18 oz sable fish, cut into 3 portions, bones removed and skin on
salt and pepper to taste
½ tsp turmeric powder
2 Tbsp vegetable oil
1 can coconut milk
2 stalks lemongrass, crushed and sliced diagonally
1 inch knob ginger, cut in two pieces
½ orange pepper, diced
7 oz cooked lobster tail meat
1 pinch chili flakes
3 lb(s) local mussels, washed and beards removed
¼ cup white wine
3 sprig Thai basil, leaves only; reserve buds for garnish
salt to taste
1 baguette, cut into 1 1/4 inch diagonal slices
4 clove garlic cloves, pressed
1 sticks salted butter
1. Season sable fish with salt and pepper to taste. Rub 1/2 teaspoon of turmeric evenly on the fish. Set aside for 5 minutes.
2. Heat 2 tablespoons of oil in a non stick pan on high. Sear sable fish skin side down for 4 minutes, turn when skin gives freely from the pan and cook for another 3 minutes.
3. Serve the fish on top of the mussels’ broth, garnish the fish with basil leaves and buds and serve with garlic bread.
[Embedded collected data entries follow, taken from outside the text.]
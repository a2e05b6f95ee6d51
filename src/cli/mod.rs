pub(crate) mod command;
pub(crate) mod frame;
pub(crate) mod probe;
pub(crate) mod serve;
pub(crate) mod ui;

pub use self::command::{Args, Command, LinkTarget, LogLevel, OutputFormat};
pub use self::frame::{FrameAction, FrameArgs};
pub use self::probe::ProbeArgs;
pub use self::serve::ServeArgs;
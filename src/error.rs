use std::path::PathBuf;

use derive_more::From;
use thiserror::Error;

use crate::bonds::BondStoreError;
use crate::bt::ProfileError;
use crate::link::{CommandError, EventDecodeError, FrameError};

/// Errors returned by link transport operations.
#[derive(Debug, Error)]
pub enum LinkError {
    #[error("failed to open link `{path}`")]
    Open {
        path: PathBuf,
        source: std::io::Error,
    },
    #[error("failed to read from the link")]
    Read { source: std::io::Error },
    #[error("failed to write to the link")]
    Write { source: std::io::Error },
    #[error("failed to encode an outbound frame")]
    Encode(#[from] FrameError),
    #[error("the link writer has stopped")]
    WriterClosed,
    #[error("the coordinator has stopped")]
    CoordinatorClosed,
    #[error("the link client has stopped")]
    ClientClosed,
    #[error("no pong received after {attempts} handshake attempts")]
    HandshakeFailed { attempts: u32 },
    #[error("failed while waiting for Ctrl+C")]
    CtrlC { source: std::io::Error },
}

/// Errors returned when parsing simulated Bluetooth stack scripts.
#[derive(Debug, Error)]
pub enum FixtureError {
    #[error("script steps must have the form `delay|event[|argument...]`")]
    InvalidStepFieldCount,
    #[error("script steps cannot contain empty mandatory fields")]
    EmptyStepField,
    #[error("invalid step delay `{value}`")]
    InvalidDelay { value: String },
    #[error("unknown script event `{name}`")]
    UnknownEvent { name: String },
    #[error("script event `{name}` expects {expected} argument(s)")]
    InvalidArgumentCount { name: String, expected: usize },
    #[error("invalid Bluetooth address `{value}`")]
    InvalidAddress { value: String },
    #[error("invalid numeric argument `{value}`")]
    InvalidNumber { value: String },
    #[error("unknown notification kind `{value}`")]
    UnknownNotificationKind { value: String },
    #[error("unknown audio sink state `{value}`")]
    UnknownAudioSinkState { value: String },
    #[error("hex payload is invalid")]
    InvalidHex(#[from] hex::FromHexError),
    #[error("unknown command `{value}`")]
    UnknownCommand { value: String },
}

/// Errors returned when validating runtime options.
#[derive(Debug, Error)]
pub(crate) enum CliConfigError {
    #[error("`frame encode` payloads are limited to 255 bytes, got {len}")]
    PayloadTooLarge { len: usize },
}

/// Errors returned by telemetry initialisation.
#[derive(Debug, Error)]
pub(crate) enum TelemetryError {
    #[error("failed to install tracing subscriber")]
    Subscriber(#[from] tracing_subscriber::util::TryInitError),
}

/// Top-level protocol errors wrapping module-specific error types.
#[derive(Debug, Error, From)]
pub enum ProtocolError {
    #[error(transparent)]
    #[from(FrameError, Box<FrameError>)]
    Frame(Box<FrameError>),
    #[error(transparent)]
    #[from(CommandError, Box<CommandError>)]
    Command(Box<CommandError>),
    #[error(transparent)]
    #[from(EventDecodeError, Box<EventDecodeError>)]
    EventDecode(Box<EventDecodeError>),
    #[error(transparent)]
    #[from(ProfileError, Box<ProfileError>)]
    Profile(Box<ProfileError>),
    #[error(transparent)]
    #[from(LinkError, Box<LinkError>)]
    Link(Box<LinkError>),
    #[error(transparent)]
    #[from(BondStoreError, Box<BondStoreError>)]
    BondStore(Box<BondStoreError>),
    #[error(transparent)]
    #[from(FixtureError, Box<FixtureError>)]
    Fixture(Box<FixtureError>),
}
//! Inventory access layer.
//!
//! Typed records over the `inventory` collection. Every operation is a
//! single-document atomic call; quantity changes run as one
//! `quantity = quantity + delta` update so concurrent adjustments are not lost.

use sea_orm::{ConnectionTrait, TransactionTrait};
use serde::{Deserialize, Serialize};
use serde_json::{Map, Value};

use crate::adapters::inventory_sea as adapter;
use crate::entities::inventory;
use crate::errors::domain::{DomainError, InfraErrorKind, NotFoundKind};
use crate::infra::db_errors::map_db_err;

/// How many records the featured listing returns.
pub const FEATURED_LIMIT: u64 = 6;

/// Top-level keys owned by the record itself; never stored as attributes.
const RECORD_FIELDS: [&str; 3] = ["_id", "email", "quantity"];

/// Wire shape of a stored record: fixed fields plus flattened attributes.
#[derive(Debug, Clone, PartialEq, Serialize, Deserialize)]
pub struct InventoryRecord {
    #[serde(rename = "_id")]
    pub id: i32,
    pub email: String,
    pub quantity: i64,
    #[serde(flatten)]
    pub attributes: Map<String, Value>,
}

/// Body of `POST /inventories/add`.
#[derive(Debug, Clone, PartialEq, Deserialize)]
pub struct NewInventoryRecord {
    #[serde(default)]
    pub email: String,
    #[serde(default)]
    pub quantity: i64,
    #[serde(flatten)]
    pub attributes: Map<String, Value>,
}

impl NewInventoryRecord {
    pub fn validate(&self) -> Result<(), DomainError> {
        if self.email.trim().is_empty() {
            return Err(DomainError::validation("email is required"));
        }
        if self.quantity < 0 {
            return Err(DomainError::validation(format!(
                "quantity must not be negative, got {}",
                self.quantity
            )));
        }
        Ok(())
    }
}

/// Body of `PUT /restock/{id}`.
#[derive(Debug, Clone, Copy, PartialEq, Eq, Deserialize)]
pub struct RestockRequest {
    pub quantity: i64,
}

impl RestockRequest {
    pub fn validate(&self) -> Result<(), DomainError> {
        if self.quantity <= 0 {
            return Err(DomainError::validation(format!(
                "restock quantity must be positive, got {}",
                self.quantity
            )));
        }
        Ok(())
    }
}

fn strip_record_fields(mut attributes: Map<String, Value>) -> Map<String, Value> {
    for key in RECORD_FIELDS {
        attributes.remove(key);
    }
    attributes
}

impl TryFrom<inventory::Model> for InventoryRecord {
    type Error = DomainError;

    fn try_from(model: inventory::Model) -> Result<Self, Self::Error> {
        let attributes = match model.attributes {
            Value::Object(map) => strip_record_fields(map),
            Value::Null => Map::new(),
            other => {
                return Err(DomainError::infra(
                    InfraErrorKind::DataCorruption,
                    format!(
                        "attributes of inventory {} is not an object: {}",
                        model.id,
                        json_kind(&other)
                    ),
                ))
            }
        };

        Ok(Self {
            id: model.id,
            email: model.email,
            quantity: model.quantity,
            attributes,
        })
    }
}

fn json_kind(value: &Value) -> &'static str {
    match value {
        Value::Null => "null",
        Value::Bool(_) => "bool",
        Value::Number(_) => "number",
        Value::String(_) => "string",
        Value::Array(_) => "array",
        Value::Object(_) => "object",
    }
}

fn to_records(models: Vec<inventory::Model>) -> Result<Vec<InventoryRecord>, DomainError> {
    models.into_iter().map(InventoryRecord::try_from).collect()
}

fn inventory_not_found(id: i32) -> DomainError {
    DomainError::not_found(NotFoundKind::Inventory, format!("Inventory {id} not found"))
}

pub async fn find_all<C: ConnectionTrait>(conn: &C) -> Result<Vec<InventoryRecord>, DomainError> {
    to_records(adapter::find_all(conn).await.map_err(map_db_err)?)
}

pub async fn find_limited<C: ConnectionTrait>(
    conn: &C,
    limit: u64,
) -> Result<Vec<InventoryRecord>, DomainError> {
    to_records(adapter::find_limited(conn, limit).await.map_err(map_db_err)?)
}

/// Records whose owner email matches exactly.
pub async fn find_by_owner<C: ConnectionTrait>(
    conn: &C,
    email: &str,
) -> Result<Vec<InventoryRecord>, DomainError> {
    to_records(adapter::find_by_owner(conn, email).await.map_err(map_db_err)?)
}

pub async fn find_by_id<C: ConnectionTrait>(
    conn: &C,
    id: i32,
) -> Result<Option<InventoryRecord>, DomainError> {
    adapter::find_by_id(conn, id)
        .await
        .map_err(map_db_err)?
        .map(InventoryRecord::try_from)
        .transpose()
}

/// Add `delta` (possibly negative) to the quantity and return the record
/// as it is after the update.
pub async fn increment_quantity<C: TransactionTrait>(
    conn: &C,
    id: i32,
    delta: i64,
) -> Result<InventoryRecord, DomainError> {
    let txn = conn.begin().await.map_err(map_db_err)?;

    let touched = adapter::increment_quantity(&txn, id, delta)
        .await
        .map_err(map_db_err)?;
    if touched == 0 {
        txn.rollback().await.map_err(map_db_err)?;
        return Err(inventory_not_found(id));
    }

    let updated = adapter::find_by_id(&txn, id)
        .await
        .map_err(map_db_err)?
        .ok_or_else(|| inventory_not_found(id))?;

    txn.commit().await.map_err(map_db_err)?;
    InventoryRecord::try_from(updated)
}

/// Delete one record; returns how many were removed (0 or 1).
pub async fn delete_by_id<C: ConnectionTrait>(conn: &C, id: i32) -> Result<u64, DomainError> {
    adapter::delete_by_id(conn, id).await.map_err(map_db_err)
}

/// Store a new record and return its id. A client-supplied `_id` is ignored.
pub async fn insert<C: ConnectionTrait>(
    conn: &C,
    record: NewInventoryRecord,
) -> Result<i32, DomainError> {
    record.validate()?;

    let attributes = Value::Object(strip_record_fields(record.attributes));
    let model = adapter::insert(conn, &record.email, record.quantity, attributes)
        .await
        .map_err(map_db_err)?;
    Ok(model.id)
}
1. Bring coconut milk, lemongrass, ginger and chili flakes to a boil in a wok reduce heat to a simmer.
2. Add the orange pepper and black pepper. Simmer for 10 minutes total.
3. Add lobster to the coconut broth to heat through.
1. Steam mussels with white wine in a covered pot. Shake the pot occasionally.
2. Check mussels after five minutes, if the mussels have not opened close lid and cook for another 2 minutes.
3. Spoon mussels and some of the cooking liquid into the coconut broth, making sure not to transfer the gritty liquid from the very bottom.
4. Add salt to taste and the Thai basil.
1. Mix crushed garlic into butter.
2. Cut baguette in 1.25 inch diagonal slices. Spread garlic butter and put under broiler for 2 minutes or until golden brown.